Но в прескрипте «Откровения» мы встречаем не двоичность, а уникальную троичность. Тринитарные формулы иногда используются и другими авторами Нового Завета (Мф 28.19; 2 Кор 13.13; 1 Петр 1.2). Однако в «Откровении» эта формула уникальна. Иоанну нельзя приписывать более позднее патристическое учение о Святой Троице, но оригинальная форма прескрипта показывает, что понимание Бога автором «Откровения» сознательно тринитарно: Иисус Христос и Дух включены в иудейскую веру в Единого Бога. Эту концепцию Иоанн выражает в особых терминах. При этом скорее можно говорить о тринитарной концепции не Бога, но «божественного». Ибо слово «Бог» Иоанн, как и другие авторы Нового Завета, относит к Единому Богу, Отцу Иисуса Христа.
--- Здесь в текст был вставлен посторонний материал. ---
//! Building blocks shared by the agents.

pub mod interactive;
pub mod memory;
pub mod prompt;
pub mod react;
II. Альфа и Омега. Как и в Ветхом Завете, новозаветное богословие во многом выражается в наименованиях Бога (см. Имя Божие). В пророчестве, завершающем пролог книги, названы 3 из 4 важнейших в «Откровении» имен Божиих: «Я есмь Альфа и Омега, начало и конец, говорит Господь, Который есть и был и грядет, Вседержитель» (Откр 1. 8). Этот стих выделяется не только своим положением, непосредственно предшествуя описанию Иоанном данных ему видений (1.9 - 22.6), но также и тем, что это первый из двух случаев, где в книге говорит Сам Бог. Второй раз это происходит в конце видений Иоанна: «Я есмь Альфа и Омега, начало и конец» (21.6). Эти два самоназвания Бога (Альфа и Омега - 1.8; Альфа и Омега, начало и конец - 21.6) соответствуют двум самообозначениям Иисуса Христа (1.17: «Я есмь Первый и Последний»; 22.13: «Я есмь Альфа и Омега, начало и конец, Первый и Последний»). Три имени — «Альфа и Омега», «Первый и последний», «Начало и конец» — одинаковы по смыслу, и, таким образом, можно сделать вывод, что в самоназвании Бога и Христа имя Альфа и Омега повторяется 7 раз. (Нужно, однако, учесть, что появление в поздних рукописях обозначения «начало и конец» в 1.8 (так в синодальном переводе), по всей вероятности, следствие гармонизации, ср.: 1.17.) Число 7 неслучайно (тем более что каждое из двух других названий Бога в «Откровении» тоже встречается 7 раз). Числовые модели имеют в «Откровении» богословское значение. Так как 7 — символ полноты (ср. также 7 блаженств — 1.3; 14.13; 16.15; 19.9; 20.6; 22.7,14), то 7 случаев именования Бога указывают на полноту Его существа. В ткань литературной композиции вписан, таким образом, богословский смысл.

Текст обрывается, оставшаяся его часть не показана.